Regular exercise can help you maintain lower blood sugar levels even when you are not active. This is because regular exercise causes your body to become more sensitive to insulin, meaning that it can process sugars better.
So, if you are looking for a way to keep your blood sugar levels under control, exercise is a great option. It doesn't have to be anything strenuous – even taking a brisk walk every day can help make a difference. Just be sure to speak with your doctor before starting any new exercise routine.
Ginger is excellent for your health! Not only does it help regulate insulin, but ginger also helps with lowering blood sugar levels. To make 1 cup of tea, try boiling an inch worth (or more) in water, then simmering together until they become clear-ish like honey mustard sauce after about 5 minutes total time.
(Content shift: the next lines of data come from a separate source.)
//! SQLite persistence.
//!
//! Two tables survive restarts: `files` and `bookmarks`. Posting lists are
//! not materialised; the warm start rebuilds them from `files.path`, which
//! keeps the database small at the cost of a few seconds of startup work.
//!
//! All writes go through the single writer thread in [`writer`]; the rest
//! of the daemon only ever holds a [`writer::PersistHandle`].

pub mod writer;

use std::path::{Path, PathBuf};

use anyhow::{Context, Result};
use rusqlite::Connection;
use tracing::info;

use crate::index::types::{Bookmark, FileRecord};
use crate::index::IndexStore;

/// Data directory: `$XDG_DATA_HOME/nixnav`, falling back to
/// `~/.local/share/nixnav`.
pub fn data_dir() -> Result<PathBuf> {
    let base = dirs::data_dir().context("could not determine data directory")?;
    let dir = base.join("nixnav");
    std::fs::create_dir_all(&dir)
        .with_context(|| format!("failed to create {}", dir.display()))?;
    Ok(dir)
}

pub fn default_db_path() -> Result<PathBuf> {
    Ok(data_dir()?.join("index.db"))
}

pub struct Database {
    conn: Connection,
}

impl Database {
    pub fn open_default() -> Result<Self> {
        Self::open(&default_db_path()?)
    }

    pub fn open(path: &Path) -> Result<Self> {
        if let Some(parent) = path.parent() {
            std::fs::create_dir_all(parent)
                .with_context(|| format!("failed to create {}", parent.display()))?;
        }

        let conn = Connection::open(path)
            .with_context(|| format!("failed to open database at {}", path.display()))?;

        conn.execute_batch(
            r#"
            PRAGMA journal_mode = WAL;
            PRAGMA synchronous = NORMAL;
            PRAGMA cache_size = -64000;
            PRAGMA temp_store = MEMORY;

            CREATE TABLE IF NOT EXISTS files (
                id INTEGER PRIMARY KEY,
                path TEXT UNIQUE NOT NULL,
                is_dir INTEGER NOT NULL,
                mtime INTEGER NOT NULL,
                size INTEGER NOT NULL,
                bookmark_id INTEGER NOT NULL
            );

            CREATE TABLE IF NOT EXISTS bookmarks (
                id INTEGER PRIMARY KEY,
                name TEXT UNIQUE NOT NULL,
                path TEXT UNIQUE NOT NULL,
                is_network INTEGER NOT NULL,
                last_scan INTEGER
            );
        "#,
        )
        .context("failed to initialise schema")?;

        Ok(Self { conn })
    }

    /// Stream every persisted record and bookmark into the store,
    /// re-interning ids to themselves and rebuilding posting lists.
    /// Returns (files, bookmarks) loaded.
    pub fn load_into(&self, store: &mut IndexStore) -> Result<(usize, usize)> {
        let mut stmt = self
            .conn
            .prepare("SELECT id, path, is_dir, mtime, size, bookmark_id FROM files")?;
        let rows = stmt.query_map([], |row| {
            Ok(FileRecord {
                id: row.get::<_, i64>(0)? as u64,
                path: row.get(1)?,
                is_dir: row.get::<_, i64>(2)? != 0,
                mtime: row.get(3)?,
                size: row.get::<_, i64>(4)? as u64,
                bookmark_id: row.get::<_, i64>(5)? as u64,
            })
        })?;

        let mut files = 0usize;
        for record in rows {
            store.insert_record(record?);
            files += 1;
        }

        let mut stmt = self
            .conn
            .prepare("SELECT id, name, path, is_network, last_scan FROM bookmarks")?;
        let rows = stmt.query_map([], |row| {
            Ok(Bookmark {
                id: row.get::<_, i64>(0)? as u64,
                name: row.get(1)?,
                path: row.get(2)?,
                is_network: row.get::<_, i64>(3)? != 0,
                last_scan: row.get(4)?,
            })
        })?;

        let mut bookmarks = 0usize;
        for bookmark in rows {
            store.insert_bookmark(bookmark?);
            bookmarks += 1;
        }

        info!(files, bookmarks, "loaded persisted index");
        Ok((files, bookmarks))
    }
}

/// Escape LIKE metacharacters so a path prefix matches literally.
fn like_escape(path: &str) -> String {
    let mut escaped = String::with_capacity(path.len());
    for c in path.chars() {
        if matches!(c, '%' | '_' | '\\') {
            escaped.push('\\');
        }
        escaped.push(c);
    }
    escaped
}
You can also add cinnamon to tea, smoothies, and desserts. Consuming curry leaves will reduce insulin sensitivity in your body while helping you maintain a healthy blood glucose level - just chew on some of these spicey goodies or use them for adding flavor in dishes like breakfast cereal! With phytosterols present at every sip, aloe vera is sure not only to help regulate but boost an already strong immune system by fighting off virus infections from A-Z!.
Fish is one of the best types of meat to help lower blood sugar levels. The omega fatty acids in fish can help manage or prevent diabetes better than other types of meat. Fish also contains high-quality protein and healthy vitamins and minerals, making it an excellent choice for a diabetic diet. Try incorporating some fish into your meals twice a week to see if you notice an improvement in your blood sugar levels. Talk to your doctor if you have any questions about incorporating fish into your diabetes management plan.
Some types of fish are better for diabetics than others. For example, anchovies, cod, haddock, herring, pollock, saithe, and salmon all have low levels of mercury and are good choices for people with diabetes. However, be careful when eating bigger fish like tuna, mackerel, marlin, shark, and swordfish because they contain higher levels of mercury. You can still eat these types of fish but limit your intake to no more than two servings per week. Talk to your doctor if you have any questions about which types of fish are best for you.
Not a fan of the fish taste; Fish oil capsules also offer some health benefits for people with diabetes. The omega-fatty acids found in fish oil help control blood sugar levels and manage inflammation.